Che come design, firmato come faceva il divin Coppedè o installato da artigiani, buoni, dell’architettura da quotidianità, come tenuta del complesso estetico (che regge anche agli auto, e moto, veicoli buttati lì), ci siamo

Con quel vezzoso proiettile, con grafica transtemporale, che quando si mette quel vestito rosso così ci fa impazzire

L’unico “neo”, per dirla con un termine grezzo, ma che così potete capire nell’essenza della critica formale, è “quel cazxo di neon”.
O, magari (la foto ce la ritroviamo frutto di altri giri e non capiamo bene), quella nuova tecnologia di illuminazione che, se non la calibri come fattore “K”, effetto colore, alla fine, “effetto neon” risulta sempre.

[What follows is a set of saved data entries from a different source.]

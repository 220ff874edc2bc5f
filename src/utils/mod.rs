//! Utility functions and helpers.

pub mod url;

use scraper::ElementRef;

/// Resolve a potentially relative URL against a base URL.
pub fn resolve_url(base: &::url::Url, href: &str) -> String {
    base.join(href)
        .map(|u| u.to_string())
        .unwrap_or_else(|_| href.to_string())
}

/// Collapse runs of whitespace into single spaces and trim.
pub fn normalize_whitespace(s: &str) -> String {
    s.split_whitespace().collect::<Vec<_>>().join(" ")
}

/// Visible text of an element with whitespace collapsed.
pub fn element_text(element: &ElementRef) -> String {
    normalize_whitespace(&element.text().collect::<Vec<_>>().join(" "))
}

/// Non-empty, trimmed text nodes of an element in document order.
pub fn text_nodes<'a>(element: &ElementRef<'a>) -> Vec<&'a str> {
    element
        .text()
        .map(str::trim)
        .filter(|t| !t.is_empty())
        .collect()
}

#[cfg(test)]
mod tests {
    use super::*;
    use scraper::{Html, Selector};

    #[test]
    fn test_resolve_url() {
        let base = ::url::Url::parse("https://cms.example.edu/apps/student/").unwrap();
        assert_eq!(
            resolve_url(&base, "/content/file.pdf"),
            "https://cms.example.edu/content/file.pdf"
        );
        assert_eq!(
            resolve_url(&base, "https://other.com/x"),
            "https://other.com/x"
        );
    }

    #[test]
    fn test_normalize_whitespace() {
        assert_eq!(normalize_whitespace("  CSEN \n\t 401  "), "CSEN 401");
        assert_eq!(normalize_whitespace(""), "");
    }

    #[test]
    fn test_text_helpers() {
        let html = Html::parse_fragment("<div> CSEN   401 <small>Tut</small>\n<b> </b>H14</div>");
        let sel = Selector::parse("div").unwrap();
        let div = html.select(&sel).next().unwrap();

        assert_eq!(element_text(&div), "CSEN 401 Tut H14");
        assert_eq!(text_nodes(&div), vec!["CSEN   401", "Tut", "H14"]);
    }
}
use clap::Parser;
use log::debug;
use snafu::ErrorCompat;
use std::io::{self, IsTerminal};

mod app;
mod args;

use crate::app::console::Console;
use crate::app::settings::Settings;
use crate::app::AppResult;
use crate::args::{Args, Command};

fn run(args: &Args) -> AppResult<()> {
    let settings = Settings::resolve(args.config.as_deref(), args.data_dir.as_deref())?;
    let stdin = io::stdin();
    let interactive = stdin.is_terminal();
    let mut console = Console::new(stdin.lock(), io::stdout())
        .with_password(args.password.clone())
        .with_hidden_secrets(interactive);
    let mut controller = console.start(&settings)?;
    let command = args.command.clone().unwrap_or(Command::Console);
    debug!("run: {:?}", command);
    console.run_command(&mut controller, &command)
}

fn main() {
    let args = Args::parse();
    let default_level = if args.verbose { "debug" } else { "warn" };
    env_logger::Builder::from_env(env_logger::Env::default().default_filter_or(default_level))
        .init();
    debug!("main: {:?}", args.command);

    if let Err(e) = run(&args) {
        eprintln!("Error: {}", e);
        if let Some(bt) = ErrorCompat::backtrace(&e) {
            eprintln!("{}", bt);
        }
        std::process::exit(1);
    }
}
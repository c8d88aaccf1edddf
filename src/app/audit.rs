use chrono::{Local, NaiveDateTime};
use log::{debug, warn};
use std::fs::OpenOptions;
use std::io::Write;
use std::path::{Path, PathBuf};

/// The append-only log of administrative actions.
#[derive(Debug, Clone)]
pub struct AuditLog {
    path: PathBuf,
}

/// One log line, newline included.
pub fn format_entry(timestamp: &NaiveDateTime, message: &str) -> String {
    format!("[{}] {}\n", timestamp.format("%Y-%m-%d %H:%M:%S"), message)
}

impl AuditLog {
    pub fn new(path: &Path) -> AuditLog {
        AuditLog {
            path: path.to_path_buf(),
        }
    }

    /// Appends one entry stamped with the local time.
    ///
    /// Failures only reach the diagnostic log: the action being recorded has already happened.
    pub fn append(&self, message: &str) {
        let entry = format_entry(&Local::now().naive_local(), message);
        match self.write_entry(&entry) {
            Ok(()) => debug!("append: {}", entry.trim_end()),
            Err(e) => warn!(
                "append: could not write to the audit log {:?}: {} (entry: {})",
                self.path,
                e,
                entry.trim_end()
            ),
        }
    }

    fn write_entry(&self, entry: &str) -> std::io::Result<()> {
        let mut file = OpenOptions::new()
            .create(true)
            .append(true)
            .open(&self.path)?;
        file.write_all(entry.as_bytes())
    }
}
use log::debug;
use std::fs;
use std::path::{Path, PathBuf};

use serde::{Deserialize, Serialize};
use snafu::prelude::*;

use crate::app::*;

pub const DEFAULT_DATA_FILE: &str = "voting_data.json";
pub const DEFAULT_PASSWORD_FILE: &str = "admin_password.json";
pub const DEFAULT_LOG_FILE: &str = "voting_log.txt";

/// The optional JSON settings file.
///
/// All the fields are optional. Relative file names are resolved against the data directory,
/// which is itself resolved against the current directory.
///
/// ```json
/// {
///   "dataDir": "/var/lib/ballotbox",
///   "dataFile": "voting_data.json",
///   "passwordFile": "admin_password.json",
///   "logFile": "voting_log.txt"
/// }
/// ```
#[derive(Eq, PartialEq, Debug, Clone, Default, Serialize, Deserialize)]
pub struct SettingsFile {
    #[serde(rename = "dataDir")]
    pub data_dir: Option<String>,
    #[serde(rename = "dataFile")]
    pub data_file: Option<String>,
    #[serde(rename = "passwordFile")]
    pub password_file: Option<String>,
    #[serde(rename = "logFile")]
    pub log_file: Option<String>,
}

/// The resolved locations of the three data files.
#[derive(Eq, PartialEq, Debug, Clone)]
pub struct Settings {
    pub data_path: PathBuf,
    pub password_path: PathBuf,
    pub log_path: PathBuf,
}

impl Settings {
    /// The default file names inside the given directory.
    pub fn in_dir(dir: &Path) -> Settings {
        Settings::from_file(dir, &SettingsFile::default())
    }

    fn from_file(dir: &Path, sf: &SettingsFile) -> Settings {
        let locate = |name: &Option<String>, default: &str| -> PathBuf {
            dir.join(name.as_deref().unwrap_or(default))
        };
        Settings {
            data_path: locate(&sf.data_file, DEFAULT_DATA_FILE),
            password_path: locate(&sf.password_file, DEFAULT_PASSWORD_FILE),
            log_path: locate(&sf.log_file, DEFAULT_LOG_FILE),
        }
    }

    /// Combines the settings file (if any) with the data directory given on the command line.
    /// The command line wins.
    pub fn resolve(config_path: Option<&str>, data_dir: Option<&str>) -> AppResult<Settings> {
        let sf = match config_path {
            Some(p) => read_settings_file(p)?,
            None => SettingsFile::default(),
        };
        let dir: PathBuf = match (data_dir, sf.data_dir.as_deref()) {
            (Some(d), _) => PathBuf::from(d),
            (None, Some(d)) => PathBuf::from(d),
            (None, None) => PathBuf::from("."),
        };
        let settings = Settings::from_file(&dir, &sf);
        debug!("resolve: {:?}", settings);
        Ok(settings)
    }
}

pub fn read_settings_file(path: &str) -> AppResult<SettingsFile> {
    let contents = fs::read_to_string(path).context(ReadingFileSnafu { path })?;
    let sf: SettingsFile = serde_json::from_str(&contents).context(ParsingJsonSnafu { path })?;
    Ok(sf)
}
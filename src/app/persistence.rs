// Reading and writing the ballot and credential files.

use log::{debug, info, warn};
use std::collections::BTreeMap;
use std::ffi::OsString;
use std::fs;
use std::path::{Path, PathBuf};

use ballot_store::builder::Builder;
use ballot_store::credential::CredentialStore;
use ballot_store::{BallotState, BallotStore};
use serde::{Deserialize, Serialize};
use snafu::prelude::*;

use crate::app::settings::Settings;
use crate::app::*;

/// The ballot file, as written on disk.
#[derive(Eq, PartialEq, Debug, Clone, Default, Serialize, Deserialize)]
struct BallotRecord {
    #[serde(default)]
    candidates: Option<Vec<String>>,
    #[serde(default)]
    votes: BTreeMap<String, u64>,
    #[serde(default)]
    total_votes: Option<u64>,
    #[serde(default)]
    voting_open: bool,
}

impl BallotRecord {
    fn from_state(state: &BallotState) -> BallotRecord {
        BallotRecord {
            candidates: Some(state.candidates.clone()),
            votes: state
                .vote_counts
                .iter()
                .map(|(name, count)| (name.clone(), *count))
                .collect(),
            total_votes: Some(state.total_votes),
            voting_open: state.voting_open,
        }
    }
}

#[derive(Eq, PartialEq, Debug, Clone, Default, Serialize, Deserialize)]
struct CredentialRecord {
    #[serde(default)]
    password_hash: Option<String>,
}

/// Access to the ballot and credential files.
#[derive(Debug, Clone)]
pub struct Gateway {
    data_path: PathBuf,
    password_path: PathBuf,
}

impl Gateway {
    pub fn new(settings: &Settings) -> Gateway {
        Gateway {
            data_path: settings.data_path.clone(),
            password_path: settings.password_path.clone(),
        }
    }

    /// Loads the ballot.
    ///
    /// This never fails: a missing file gives the default ballot, and a file that cannot be read,
    /// parsed or validated gives the default ballot together with the reason.
    pub fn load_ballot_state(&self) -> (BallotStore, Option<AppError>) {
        match self.read_ballot() {
            Ok(Some(store)) => (store, None),
            Ok(None) => {
                info!(
                    "load_ballot_state: no ballot at {:?}, starting a fresh one",
                    self.data_path
                );
                (BallotStore::default(), None)
            }
            Err(e) => {
                warn!(
                    "load_ballot_state: could not load the ballot, starting with fresh data: {}",
                    e
                );
                (BallotStore::default(), Some(e))
            }
        }
    }

    fn read_ballot(&self) -> AppResult<Option<BallotStore>> {
        let path = display_path(&self.data_path);
        let record: BallotRecord = match read_record(&self.data_path)? {
            Some(r) => r,
            None => return Ok(None),
        };
        debug!("read_ballot: {:?}", record);

        let mut builder = Builder::new();
        if let Some(candidates) = record.candidates {
            builder = builder
                .candidates(&candidates)
                .context(InvalidRosterSnafu { path: path.clone() })?;
        }
        for (name, count) in record.votes.iter() {
            builder.add_tally(name, *count);
        }
        if let Some(total) = record.total_votes {
            builder = builder.total_votes(total);
        }
        let store = builder
            .voting_open(record.voting_open)
            .build()
            .context(InvalidTalliesSnafu { path })?;
        Ok(Some(store))
    }

    pub fn save_ballot_state(&self, state: &BallotState) -> AppResult<()> {
        write_record(&self.data_path, &BallotRecord::from_state(state))
    }

    /// The stored password hash, if there is one.
    ///
    /// A file that cannot be read or parsed gives no hash and the reason. Checking the format of
    /// the hash is left to [`CredentialStore::initialize`].
    pub fn load_credential(&self) -> (Option<String>, Option<AppError>) {
        match read_record::<CredentialRecord>(&self.password_path) {
            Ok(Some(record)) => (record.password_hash.filter(|h| !h.is_empty()), None),
            Ok(None) => (None, None),
            Err(e) => {
                warn!("load_credential: {}", e);
                (None, Some(e))
            }
        }
    }

    pub fn save_credential(&self, credential: &CredentialStore) -> AppResult<()> {
        let record = CredentialRecord {
            password_hash: Some(credential.password_hash().to_string()),
        };
        write_record(&self.password_path, &record)
    }
}

fn display_path(path: &Path) -> String {
    path.display().to_string()
}

// Ok(None) when the file does not exist.
fn read_record<T: for<'de> Deserialize<'de>>(path: &Path) -> AppResult<Option<T>> {
    if !path.exists() {
        return Ok(None);
    }
    let p = display_path(path);
    let contents = fs::read_to_string(path).context(ReadingFileSnafu { path: p.clone() })?;
    let record: T = serde_json::from_str(&contents).context(ParsingJsonSnafu { path: p })?;
    Ok(Some(record))
}

// The record goes to a sibling temporary file first, then replaces the target in one rename.
// A crash in the middle leaves the previous file in place.
fn write_record<T: Serialize>(path: &Path, record: &T) -> AppResult<()> {
    let p = display_path(path);
    let contents =
        serde_json::to_string_pretty(record).context(SerializingJsonSnafu { path: p.clone() })?;
    let tmp_path = temporary_sibling(path);
    fs::write(&tmp_path, contents).context(WritingFileSnafu {
        path: display_path(&tmp_path),
    })?;
    fs::rename(&tmp_path, path).context(WritingFileSnafu { path: p })?;
    debug!("write_record: saved {:?}", path);
    Ok(())
}

fn temporary_sibling(path: &Path) -> PathBuf {
    let mut name: OsString = path.as_os_str().to_owned();
    name.push(".tmp");
    PathBuf::from(name)
}
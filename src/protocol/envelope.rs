//! Wire envelope types
//!
//! Every frame on the socket is a JSON envelope `{type, request_id?, payload}`.
//! The baseline Socket.IO event names (`sendLocation`, `stopSharing`,
//! `locationUpdate`) travel as `type` values alongside the dotted vehicle and
//! route event names.

use serde::{Deserialize, Serialize};
use serde_json::Value;

/// Inbound frame: event name plus an opaque payload, dispatched by `type`
#[derive(Deserialize, Debug, Clone)]
pub struct Envelope {
    #[serde(rename = "type")]
    pub kind: String,

    /// Client-chosen correlation id, echoed in acks and errors
    #[serde(default)]
    pub request_id: Option<String>,

    #[serde(default)]
    pub payload: Value,
}

impl Envelope {
    pub fn parse(text: &str) -> Result<Self, serde_json::Error> {
        serde_json::from_str(text)
    }
}

/// Error payload sent back on the `error` event
#[derive(Serialize, Deserialize, Debug, Clone, PartialEq)]
pub struct ErrorPayload {
    pub code: String,
    pub message: String,
}

impl ErrorPayload {
    pub fn bad_request(message: impl Into<String>) -> Self {
        Self {
            code: "bad_request".to_string(),
            message: message.into(),
        }
    }

    pub fn unauthorized(message: impl Into<String>) -> Self {
        Self {
            code: "unauthorized".to_string(),
            message: message.into(),
        }
    }

    pub fn lagged(missed: u64) -> Self {
        Self {
            code: "lagged".to_string(),
            message: format!("Missed {} snapshots, next update restores full state", missed),
        }
    }
}

/// Inbound event names
pub mod events {
    pub const SEND_LOCATION: &str = "sendLocation";
    pub const STOP_SHARING: &str = "stopSharing";
    pub const AUTH: &str = "auth";
    pub const VEHICLE_LOCATION_BROADCAST: &str = "vehicle.location.broadcast";
    pub const VEHICLE_LOCATION_SHARE: &str = "vehicle.location.share";
    pub const ROUTE_SUBSCRIBE: &str = "route.subscribe";
    pub const ROUTE_UNSUBSCRIBE: &str = "route.unsubscribe";
}

#[cfg(test)]
mod tests {
    use super::*;

    #[test]
    fn test_parse_bare_envelope() {
        let env = Envelope::parse(r#"{"type":"sendLocation","payload":{"userId":"a"}}"#).unwrap();
        assert_eq!(env.kind, "sendLocation");
        assert!(env.request_id.is_none());
        assert_eq!(env.payload["userId"], "a");
    }

    #[test]
    fn test_parse_with_request_id() {
        let env = Envelope::parse(
            r#"{"type":"route.subscribe","request_id":"req-1","payload":{"route_id":"r-9"}}"#,
        )
        .unwrap();
        assert_eq!(env.kind, "route.subscribe");
        assert_eq!(env.request_id.as_deref(), Some("req-1"));
    }

    #[test]
    fn test_missing_payload_defaults_to_null() {
        let env = Envelope::parse(r#"{"type":"stopSharing"}"#).unwrap();
        assert!(env.payload.is_null());
    }

    #[test]
    fn test_missing_type_is_an_error() {
        assert!(Envelope::parse(r#"{"payload":{}}"#).is_err());
    }
}
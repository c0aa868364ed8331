//! WebSocket relay endpoint
//!
//! Provides the `/ws` endpoint: snapshot on connect, upsert-and-broadcast on
//! every location report, eviction on stop or disconnect. The envelope
//! overlays (auth gate, route scoping, share toggles) sit on top of the same
//! upsert-and-broadcast core.

pub mod events;
pub mod handler;
pub mod session;
pub mod state;

pub use handler::ws_handler;
pub use state::{AppState, Snapshot};
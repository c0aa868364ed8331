//! API module for the HTTP and WebSocket endpoints

pub mod http;
pub mod ws;
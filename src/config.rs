//! Environment-driven relay configuration

use std::env;

/// Runtime configuration, read once at startup
#[derive(Debug, Clone)]
pub struct RelayConfig {
    /// Bind host
    pub host: String,

    /// Bind port
    pub port: u16,

    /// CORS allow-origin; `*` (the default) is permissive and meant for
    /// development only
    pub cors_origin: String,

    /// HS256 secret for the auth gate; when absent the relay runs open
    pub jwt_secret: Option<String>,

    /// Broadcast channel buffer; slow clients past this many pending
    /// snapshots get a lagged error and catch up on the next one
    pub channel_capacity: usize,
}

impl RelayConfig {
    /// Load configuration from `RELAY_*` environment variables
    pub fn from_env() -> Self {
        let host = env::var("RELAY_HOST").unwrap_or_else(|_| "127.0.0.1".to_string());

        let port = env::var("RELAY_PORT")
            .ok()
            .and_then(|v| v.parse().ok())
            .unwrap_or(3001);

        let cors_origin = env::var("RELAY_CORS_ORIGIN").unwrap_or_else(|_| "*".to_string());

        let jwt_secret = env::var("RELAY_JWT_SECRET").ok().filter(|s| !s.is_empty());

        let channel_capacity = env::var("RELAY_CHANNEL_CAPACITY")
            .ok()
            .and_then(|v| v.parse().ok())
            .unwrap_or(1024);

        Self {
            host,
            port,
            cors_origin,
            jwt_secret,
            channel_capacity,
        }
    }
}

impl Default for RelayConfig {
    fn default() -> Self {
        Self {
            host: "127.0.0.1".to_string(),
            port: 3001,
            cors_origin: "*".to_string(),
            jwt_secret: None,
            channel_capacity: 1024,
        }
    }
}
//! Relay wire protocol types

mod envelope;

pub use envelope::{events, Envelope, ErrorPayload};
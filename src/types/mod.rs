//! Data types for the fleet relay
//!
//! This module contains the core data structures shared across the crate.

mod location;

pub use location::{ConnectionId, LocationRecord};

/// Result type for relay operations
pub type RelayResult<T> = Result<T, Box<dyn std::error::Error + Send + Sync>>;
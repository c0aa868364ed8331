//! WebSocket event payloads
//!
//! Inbound payload shapes for each envelope type, and the outbound
//! server-to-client events.

use serde::{Deserialize, Serialize};

use crate::protocol::ErrorPayload;
use crate::types::LocationRecord;
use crate::utils::time::current_timestamp_millis;

/// `stopSharing` payload
#[derive(Deserialize, Debug, Clone)]
pub struct StopSharingPayload {
    #[serde(rename = "userId")]
    pub user_id: String,
}

/// `auth` payload
#[derive(Serialize, Deserialize, Debug, Clone)]
pub struct AuthPayload {
    pub token: String,
}

/// `vehicle.location.broadcast` payload (snake_case on the wire, unlike the
/// baseline camelCase records)
#[derive(Deserialize, Debug, Clone)]
pub struct VehicleBroadcastPayload {
    pub vehicle_id: String,
    pub lat: f64,
    pub lng: f64,
    #[serde(default)]
    pub plate_number: Option<String>,
    #[serde(default)]
    pub route_id: Option<String>,
    #[serde(default)]
    pub heading: Option<f64>,
    #[serde(default)]
    pub speed_mps: Option<f64>,
    #[serde(default)]
    pub accuracy_m: Option<f64>,
    #[serde(default)]
    pub recorded_at: Option<String>,
}

impl VehicleBroadcastPayload {
    /// Fold into a retained record keyed by the vehicle identity. The
    /// snapshot timestamp comes from `recorded_at` when it parses, else
    /// from the server clock.
    pub fn into_record(self) -> LocationRecord {
        let timestamp = self
            .recorded_at
            .as_deref()
            .and_then(|s| chrono::DateTime::parse_from_rfc3339(s).ok())
            .map(|dt| dt.timestamp_millis())
            .unwrap_or_else(current_timestamp_millis);

        LocationRecord {
            user_id: self.vehicle_id.clone(),
            lat: self.lat,
            lng: self.lng,
            timestamp,
            vehicle_id: Some(self.vehicle_id),
            plate_number: self.plate_number,
            route_id: self.route_id,
            heading: self.heading,
            speed_mps: self.speed_mps,
            accuracy_m: self.accuracy_m,
            recorded_at: self.recorded_at,
        }
    }
}

/// `vehicle.location.share` payload
#[derive(Deserialize, Debug, Clone)]
pub struct VehicleSharePayload {
    pub vehicle_id: String,
    pub enabled: bool,
}

/// `route.subscribe` / `route.unsubscribe` payload, echoed back in acks
#[derive(Serialize, Deserialize, Debug, Clone, PartialEq)]
pub struct RoutePayload {
    pub route_id: String,
}

/// Server-to-client events
#[derive(Serialize, Debug, Clone)]
#[serde(tag = "type")]
pub enum ServerEvent {
    /// Full ordered snapshot of all retained records; sent to every client
    /// on every change and to each new client on connect
    #[serde(rename = "locationUpdate")]
    LocationUpdate { payload: Vec<LocationRecord> },

    #[serde(rename = "route.subscribe.ok")]
    RouteSubscribeOk {
        #[serde(skip_serializing_if = "Option::is_none")]
        request_id: Option<String>,
        payload: RoutePayload,
    },

    #[serde(rename = "route.unsubscribe.ok")]
    RouteUnsubscribeOk {
        #[serde(skip_serializing_if = "Option::is_none")]
        request_id: Option<String>,
        payload: RoutePayload,
    },

    #[serde(rename = "error")]
    Error {
        #[serde(skip_serializing_if = "Option::is_none")]
        request_id: Option<String>,
        payload: ErrorPayload,
    },
}

impl ServerEvent {
    pub fn error(request_id: Option<String>, payload: ErrorPayload) -> Self {
        Self::Error {
            request_id,
            payload,
        }
    }
}
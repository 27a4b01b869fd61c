use async_trait::async_trait;
use sqlx::PgPool;

use crate::database::manager::DatabaseError;
use crate::database::models::folder::Folder;

#[async_trait]
pub trait FolderStore: Send + Sync {
    async fn list(&self) -> Result<Vec<Folder>, DatabaseError>;

    async fn find(&self, id: i64) -> Result<Option<Folder>, DatabaseError>;

    /// A taken name is `DatabaseError::Conflict`
    async fn create(
        &self,
        owner_id: i64,
        name: &str,
        pass_hash: Option<String>,
    ) -> Result<Folder, DatabaseError>;

    /// Delete only when `owner_id` owns the folder. Returns whether a row was removed.
    async fn delete_owned(&self, id: i64, owner_id: i64) -> Result<bool, DatabaseError>;
}

const FOLDER_COLUMNS: &str = "id, owner_id, name, pass_hash, is_locked";

pub struct PgFolderStore {
    pool: PgPool,
}

impl PgFolderStore {
    pub fn new(pool: PgPool) -> Self {
        Self { pool }
    }
}

#[async_trait]
impl FolderStore for PgFolderStore {
    async fn list(&self) -> Result<Vec<Folder>, DatabaseError> {
        let folders = sqlx::query_as::<_, Folder>(&format!(
            "SELECT {} FROM folders ORDER BY id",
            FOLDER_COLUMNS
        ))
        .fetch_all(&self.pool)
        .await?;

        Ok(folders)
    }

    async fn find(&self, id: i64) -> Result<Option<Folder>, DatabaseError> {
        let folder = sqlx::query_as::<_, Folder>(&format!(
            "SELECT {} FROM folders WHERE id = $1",
            FOLDER_COLUMNS
        ))
        .bind(id)
        .fetch_optional(&self.pool)
        .await?;

        Ok(folder)
    }

    async fn create(
        &self,
        owner_id: i64,
        name: &str,
        pass_hash: Option<String>,
    ) -> Result<Folder, DatabaseError> {
        let is_locked = pass_hash.is_some();
        let folder = sqlx::query_as::<_, Folder>(&format!(
            "INSERT INTO folders (owner_id, name, pass_hash, is_locked) VALUES ($1, $2, $3, $4) RETURNING {}",
            FOLDER_COLUMNS
        ))
        .bind(owner_id)
        .bind(name)
        .bind(pass_hash)
        .bind(is_locked)
        .fetch_one(&self.pool)
        .await
        .map_err(|e| DatabaseError::from_insert(e, format!("folder '{}'", name)))?;

        Ok(folder)
    }

    async fn delete_owned(&self, id: i64, owner_id: i64) -> Result<bool, DatabaseError> {
        let result = sqlx::query("DELETE FROM folders WHERE id = $1 AND owner_id = $2")
            .bind(id)
            .bind(owner_id)
            .execute(&self.pool)
            .await?;

        Ok(result.rows_affected() > 0)
    }
}
use axum::{
    http::StatusCode,
    response::{IntoResponse, Json, Response},
};
use serde::Serialize;
use serde_json::json;

use crate::error::ApiError;

/// Success envelope: `{"success": true, "data": ...}`
#[derive(Debug)]
pub struct ApiResponse<T: Serialize> {
    pub data: T,
    pub status: StatusCode,
}

impl<T: Serialize> ApiResponse<T> {
    pub fn success(data: T) -> Self {
        Self {
            data,
            status: StatusCode::OK,
        }
    }
}

impl ApiResponse<serde_json::Value> {
    /// `data = {"message": ...}` for operations with nothing else to return
    pub fn message(message: impl Into<String>) -> Self {
        Self::success(json!({ "message": message.into() }))
    }
}

impl<T: Serialize> IntoResponse for ApiResponse<T> {
    fn into_response(self) -> Response {
        let data = match serde_json::to_value(&self.data) {
            Ok(value) => value,
            Err(e) => {
                tracing::error!("Failed to serialize response data: {}", e);
                return ApiError::internal_server_error("Failed to serialize response data").into_response();
            }
        };

        (self.status, Json(json!({ "success": true, "data": data }))).into_response()
    }
}

pub type ApiResult<T> = Result<ApiResponse<T>, ApiError>;
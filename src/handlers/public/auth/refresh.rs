// handlers/public/auth/refresh.rs - POST /newtoken

use axum::{extract::State, http::StatusCode};
use serde::{Deserialize, Serialize};

use crate::app::AppState;
use crate::error::ApiError;
use crate::middleware::{ApiResponse, ApiResult, JsonOrForm};
use crate::services::AccountError;

#[derive(Debug, Deserialize)]
pub struct RefreshRequest {
    pub refresh_token: String,
}

#[derive(Debug, Serialize)]
pub struct RefreshResponse {
    pub id: i64,
    pub token: String,
    pub refresh_token: String,
}

/// POST /newtoken - Trade a refresh token for a new access/refresh pair
///
/// Every client-side failure is a 400: bad or expired token, unknown user, account not
/// activated.
pub async fn newtoken_post(
    State(state): State<AppState>,
    JsonOrForm(body): JsonOrForm<RefreshRequest>,
) -> ApiResult<RefreshResponse> {
    let outcome = state
        .accounts
        .refresh_token(&body.refresh_token)
        .await
        .map_err(refresh_rejection)?;

    Ok(ApiResponse::success(RefreshResponse {
        id: outcome.user_id,
        token: outcome.tokens.access_token,
        refresh_token: outcome.tokens.refresh_token,
    }))
}

fn refresh_rejection(err: AccountError) -> ApiError {
    match err {
        AccountError::UserNotFound(_) => {
            ApiError::coded(StatusCode::BAD_REQUEST, "USER_NOT_FOUND", "user not found")
        }
        AccountError::AccountNotActivated => ApiError::coded(
            StatusCode::BAD_REQUEST,
            "ACCOUNT_NOT_ACTIVATED",
            "account is not activated",
        ),
        other => other.into(),
    }
}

Ma, come si sa, noi, e chi frequenta questa pagina, alle volte abbiamo delle richieste, in direzione del piacere della bellezza, che sembrano velleitarie.
Come l’incidenza di un buon panorama.
Che se va bene (o male) ti coccola, o urtica, decine, o centinaia di volte al giorno.

Oggi la tecnologia più che questione di prezzi e strumentazioni fisiche, è questione di “tecnologia della conoscenza”. Sapere le cose.
Che se zio Pino e zia Clelia ce l’avevano non avesserebbero vissuto migliaia di sere con la luce bianca sulla fronte.
Che si volevano bene tanto, e sarebbe stato lo stesso con la luce giusta, ma, con lo stesso prezzo, e solo con il saperlo, potevano vedersi dei colori giusti, per 50 anni.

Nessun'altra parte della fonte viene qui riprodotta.